46. Bölüm Mucize

359 65 169
                                    

Merhabalar :)

Bölüm Şarkısı : Ajda Pekkan- Kimler geldi kimler geçti

Keyifli Okumalar :)

***

Dedim ya bocalıyorum işte. Yeniden yaşamaya başlamak kolay mı?

Cahit Zarifoğlu

***

Ömrü boyunca hep şansız olmuştu Hayat fakat tam şu an bir kez olsun şansının yaver gitmesini isterdi. Bir kez olsun yaptığı hatanın bedelini sevdiği birini kaybederek ödemesin. Acıya dayanacak gücü yoktu çünkü artık. Bir insanın kalbi ne kadar yara alırsa o kadar yara almıştı yüreği fakat iyileştirmişti kalbini, toplamıştı dağılan parçalarını. Ancak şimdi... Şimdi açılacak olan yeni bir yaraya dayanmazdı, o kadar güçlü değildi. Ölürdü. Gerçekten bulduğu umudunu kaybederse atmayı bırakır, dururdu kalbi. Nefes alamazdı Umut olmadan, yaşayamazdı. Hayat, Umut'la güzeldi ve Umut yoksa Hayat'ın ne anlamı kalırdı?

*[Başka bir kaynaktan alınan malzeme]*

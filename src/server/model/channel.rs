//! Channel identity and conversation models.
//!
//! A channel is the single conversation between two participants. Its
//! identity is the *channel key*: the two participant ids sorted
//! lexicographically and concatenated. Because the key is commutative, both
//! participants resolve the same channel no matter who messages first, and
//! the unique index on the key makes concurrent first-contact sends converge
//! on one row.

use chrono::{DateTime, Utc};
use serde::{Deserialize, Serialize};

/// Derives the commutative channel key for a participant pair.
///
/// The two ids are sorted lexicographically and concatenated, so
/// `derive_channel_key(a, b) == derive_channel_key(b, a)` for every pair.
///
/// # Arguments
/// - `person1_id` - One participant id
/// - `person2_id` - The other participant id
///
/// # Returns
/// - `String` - The derived channel key
pub fn derive_channel_key(person1_id: &str, person2_id: &str) -> String {
    let mut pair = [person1_id, person2_id];
    pair.sort_unstable();
    format!("{}{}", pair[0], pair[1])
}

/// Resolves the other participant of a channel from the viewer's perspective.
///
/// Channels store participants in send order (`person1_id` is whoever
/// initiated first contact), so the counterpart depends on who is looking.
/// When the viewer is not a participant at all, `person2_id` is returned;
/// access control happens before display derivation.
///
/// # Arguments
/// - `channel` - Channel entity holding the participant pair
/// - `viewer_id` - Id of the user viewing the channel
///
/// # Returns
/// - `&str` - Id of the participant that is not the viewer
pub fn counterpart_id<'a>(channel: &'a entity::channel::Model, viewer_id: &str) -> &'a str {
    if channel.person1_id == viewer_id {
        &channel.person2_id
    } else {
        &channel.person1_id
    }
}

/// Derives the participant a channel view should label as the receiver.
///
/// The receiver is the counterpart of whoever sent the first message; for a
/// conversation with no messages yet it falls back to the viewer's own
/// counterpart. Purely a display concern, never stored.
///
/// # Arguments
/// - `channel` - Channel entity holding the participant pair
/// - `first_sender_id` - Sender of the oldest message, when one exists
/// - `viewer_id` - Id of the user viewing the channel
///
/// # Returns
/// - `&str` - Id of the participant shown as the receiver
pub fn derive_display_counterpart<'a>(
    channel: &'a entity::channel::Model,
    first_sender_id: Option<&str>,
    viewer_id: &str,
) -> &'a str {
    counterpart_id(channel, first_sender_id.unwrap_or(viewer_id))
}

/// The other participant of a channel, as shown in conversation lists.
#[derive(Debug, Clone, Serialize)]
#[serde(rename_all = "camelCase")]
pub struct CounterpartDto {
    pub id: String,
    pub full_name: String,
    pub profile_image: Option<String>,
}

impl CounterpartDto {
    pub fn from_entity(entity: entity::user::Model) -> Self {
        Self {
            id: entity.id,
            full_name: entity.full_name,
            profile_image: entity.profile_image,
        }
    }
}

/// A conversation as listed for one of its participants.
#[derive(Debug, Clone, Serialize)]
#[serde(rename_all = "camelCase")]
pub struct ChannelDto {
    pub id: String,
    pub channel_name: String,
    /// The participant that is not the viewer.
    pub counterpart: Option<CounterpartDto>,
    pub created_at: DateTime<Utc>,
    pub updated_at: DateTime<Utc>,
}

impl ChannelDto {
    /// Builds the DTO from a channel entity and its resolved counterpart.
    ///
    /// The counterpart is `None` when the other participant's account has
    /// been deleted since the conversation started.
    pub fn from_entity(
        entity: entity::channel::Model,
        counterpart: Option<entity::user::Model>,
    ) -> Self {
        Self {
            id: entity.id,
            channel_name: entity.channel_name,
            counterpart: counterpart.map(CounterpartDto::from_entity),
            created_at: entity.created_at,
            updated_at: entity.updated_at,
        }
    }
}

/// A single conversation with its full thread, as returned by the
/// channel-by-id read.
#[derive(Debug, Clone, Serialize)]
#[serde(rename_all = "camelCase")]
pub struct ChannelHistoryDto {
    pub id: String,
    pub channel_name: String,
    /// The participant the thread view labels as the receiver.
    pub receiver: Option<CounterpartDto>,
    /// The thread in conversation order, oldest first.
    pub messages: Vec<super::message::MessageDto>,
    pub created_at: DateTime<Utc>,
    pub updated_at: DateTime<Utc>,
}

/// Query parameters for the caller's conversation list.
#[derive(Debug, Clone, Default, Deserialize)]
#[serde(rename_all = "camelCase")]
pub struct ChannelListQuery {
    /// Matches against the counterpart's name or email.
    pub search_term: Option<String>,
    pub page: Option<String>,
    pub limit: Option<String>,
}

#[cfg(test)]
mod tests {
    use super::*;

    #[test]
    fn channel_key_is_commutative() {
        assert_eq!(derive_channel_key("alice", "bob"), derive_channel_key("bob", "alice"));
    }

    #[test]
    fn channel_key_sorts_lexicographically() {
        assert_eq!(derive_channel_key("bob", "alice"), "alicebob");
        assert_eq!(derive_channel_key("alice", "bob"), "alicebob");
    }

    #[test]
    fn channel_key_is_deterministic_for_same_pair() {
        let first = derive_channel_key("u-42", "u-7");
        let second = derive_channel_key("u-42", "u-7");

        assert_eq!(first, second);
    }

    #[test]
    fn distinct_pairs_produce_distinct_keys() {
        assert_ne!(
            derive_channel_key("alice", "bob"),
            derive_channel_key("alice", "carol")
        );
    }

    #[test]
    fn display_counterpart_follows_first_sender_then_viewer() {
        let now = Utc::now();
        let channel = entity::channel::Model {
            id: "c1".to_string(),
            channel_name: derive_channel_key("alice", "bob"),
            person1_id: "alice".to_string(),
            person2_id: "bob".to_string(),
            created_at: now,
            updated_at: now,
        };

        assert_eq!(derive_display_counterpart(&channel, Some("bob"), "alice"), "alice");
        assert_eq!(derive_display_counterpart(&channel, None, "alice"), "bob");
    }

    #[test]
    fn counterpart_is_the_other_participant() {
        let now = Utc::now();
        let channel = entity::channel::Model {
            id: "c1".to_string(),
            channel_name: derive_channel_key("alice", "bob"),
            person1_id: "alice".to_string(),
            person2_id: "bob".to_string(),
            created_at: now,
            updated_at: now,
        };

        assert_eq!(counterpart_id(&channel, "alice"), "bob");
        assert_eq!(counterpart_id(&channel, "bob"), "alice");
    }
}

Genç kadın için için ağlarken gözlerini banyo kapısına dikmiş, ölüm fermanını bekliyordu. Bir mucize olsun istiyordu, küçücük bir mucize. Lâkin biliyordu, mucize falan olmayacaktı saniyeler sonra kapıyı açacak ve kendini ihanetle suçlayacaktı Umut. İçinden defalarca kez kocasına, beni affet derken Tarık'ın nefesini yeniden kulağında hissetti. O kadar güçsüzdü ki şu an, onu itmek için bile hiçbir şey yapamıyordu. Kahretsin bir kurban gibi celladını bekliyordu. En acısı da celladı, canından çok sevdiği adamdı.

"Merak etme sevgilim, biz seninle daha mutlu olacağız."

Tarık'ın kulağına değen sesi, tenine çarpan nefesi iğrençti ve gücü, onu itmeye yetmiyordu. Tarık, iki koluna duvara dayamış, aralarında hiç mi hiç mesafe bırakmamıştı ve kendi yerinden bile kımıldayamıyordu. "Bırak beni," dedi Hayat dişlerinin arasından ancak bu hiçbir işe yaramadı.

"Bırakmayacağım," diyerek genç kadının, yanağını okşadı Tarık. Gözleri bir kez daha Hayat'ın dudaklarında gezerken kendine hâkim olmaya çalıştı. Bu şekilde değil, Ömür istediği zaman öpecekti o ateş kırmızısı dudakları. Eninde sonunda Ömür, kollarına gelecekti nasıl olsa. Umut birazdan kapıyı açtığında kazanan kendi olacaktı. Kocası, onu ağlatırken kendi, kollarında teselli edecekti sevgilisini.

"Seni yıllar sonra buldum, şimdi de asla bırakmayacağım Ömür."

Gözlerini kapadı genç kadın, anlamıştı kaçışı yoktu, ölüm kendini bekliyordu. Banyo kapısının açılması da buna delalet ediyordu.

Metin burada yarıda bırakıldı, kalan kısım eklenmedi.